Muitos, felizmente, conseguem entender e fazem da escola um instrumento de
poder, mostrando um rendimento superior ao dos colegas mais abastados, mas
outros até são seduzidos pelo mundo do crime, onde o dinheiro vem nas mãos da
morte, mas aparece rápido e em boa quantidade.

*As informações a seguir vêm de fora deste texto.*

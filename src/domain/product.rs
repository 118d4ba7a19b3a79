// ==========================================
// 物料齐套测算系统 - 产品领域模型
// ==========================================
// 对齐: product_master / product_bom 表
// ==========================================

use crate::domain::material::Material;
use chrono::{DateTime, Utc};
use serde::{Deserialize, Serialize};

// ==========================================
// Product - 成品主数据
// ==========================================
// 用途: 导入层写入,引擎层只读
// 约束: code 全局唯一,按 code 精确解析
#[derive(Debug, Clone, Serialize, Deserialize)]
pub struct Product {
    // ===== 主键 =====
    pub id: i64, // 内部自增主键

    // ===== 基础信息 =====
    pub code: String, // 产品外部编码（唯一，请求按此解析）
    pub name: String, // 产品展示名称

    // ===== 审计字段 =====
    pub created_at: DateTime<Utc>, // 记录创建时间
    pub updated_at: DateTime<Utc>, // 记录更新时间
}

// ==========================================
// BomLine - 物料清单行
// ==========================================
// 约束: 同一产品允许多行同物料,每行独立分配
// 约束: quantity 非负,缺省为 0
#[derive(Debug, Clone, Serialize, Deserialize)]
pub struct BomLine {
    pub id: i64,          // 清单行主键（同时作为行稳定顺序键）
    pub product_id: i64,  // 关联 product_master（FK）
    pub material_id: i64, // 关联 material_master（FK）
    pub quantity: i64,    // 单件产品消耗的物料数量
}

// ==========================================
// BomRequirement - 物料需求视图
// ==========================================
// 用途: BOM 访问器输出（物料 + 单件用量），引擎按此展开需求
// 生命周期: 查询时组装,不落库
#[derive(Debug, Clone, Serialize, Deserialize)]
pub struct BomRequirement {
    pub line_id: i64,       // 来源清单行 id（保持行顺序）
    pub material: Material, // 物料快照
    pub quantity: i64,      // 单件产品消耗的物料数量
}
// ==========================================
// 物料齐套测算系统 - 导入层
// ==========================================
// 职责: 解析外部 CSV 文件，维护产品目录与库存主数据
// 支持: products / materials / bom / stock 四种文件
// ==========================================

// 模块声明
pub mod catalog_importer;
pub mod error;

// 重导出核心类型
pub use catalog_importer::{CatalogImporter, ImportSummary, RowError};
pub use error::{ImportError, ImportResult};
// ==========================================
// 物料齐套测算系统 - 数据仓储层
// ==========================================
// 职责: 提供数据访问接口,屏蔽数据库细节
// 红线: Repository 不含业务逻辑
// 约束: 所有查询使用参数化,防止 SQL 注入
// ==========================================

pub mod bom_repo;
pub mod error;
pub mod import_batch_repo;
pub mod material_repo;
pub mod product_repo;
pub mod stock_repo;

// 重导出核心仓储
pub use bom_repo::BomLineRepository;
pub use error::{RepositoryError, RepositoryResult};
pub use import_batch_repo::{ImportBatchRecord, ImportBatchRepository, ImportBatchStatus};
pub use material_repo::MaterialRepository;
pub use product_repo::ProductRepository;
pub use stock_repo::{NewStockLot, StockLotRepository};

Um outro tipo de hermetismo
discriminatório, fruto da inversão de valores gerada pelo mercado capitalista,
é a seleção, a partir de uma determinada série, dos alunos com excelentes
perspectivas de rendimento para o futuro. Então, no final do ensino básico, os
alunos de baixo rendimento são, educadamente, convidados a procurar outra
escola, abrindo vagas para os melhores do processo seletivo externo, que irão se
juntar ao grupo interno sobrevivente à guilhotina. O mercado, e até o MEC - não
sei se deliberadamente- fomentam esse tipo de discriminação: O marketing das
escolas usam o rank do ENEM, publicado pelo INEP como propaganda para tomar
impulso no mercado da rede particular. Muitos pais, ao escolherem escolas para
os filhos, usam como critério exclusivo o rank citado, um equívoco sem sombra
de dúvidas.
O fato é que a inclusão não é um
processo cuja resposta é sempre positiva; ninguém se insere ou é inserido num
contexto social como se fosse uma peça de encaixe perfeito numa lacuna de um
quebra-cabeças. O ser humano, a despeito de um ser social, tem suas
particularidades; algumas até constituem a sua identidade; ele pode ser
flexível, resiliente ou
mostrar uma rigidez imutável no convívio. O s preconceitos no Brasil, expressos
de forma
extremamente
velada, têm uma força e uma determinação nos contextos, mesmo que sejam
manifestados inconscientemente. Portanto, a inclusão não termina com a
matrícula e inserção física do
estudante, mas deve continuar fazendo parte do acompanhamento atento da escola,
corrigindo os desvios percebidos, fazendo as intervenções necessárias. Caso
contrário, corre-se o risco de se estar atirando o estudante aos leões; ele pode fazer qualquer
coisa para sobreviver, qualquer coisa.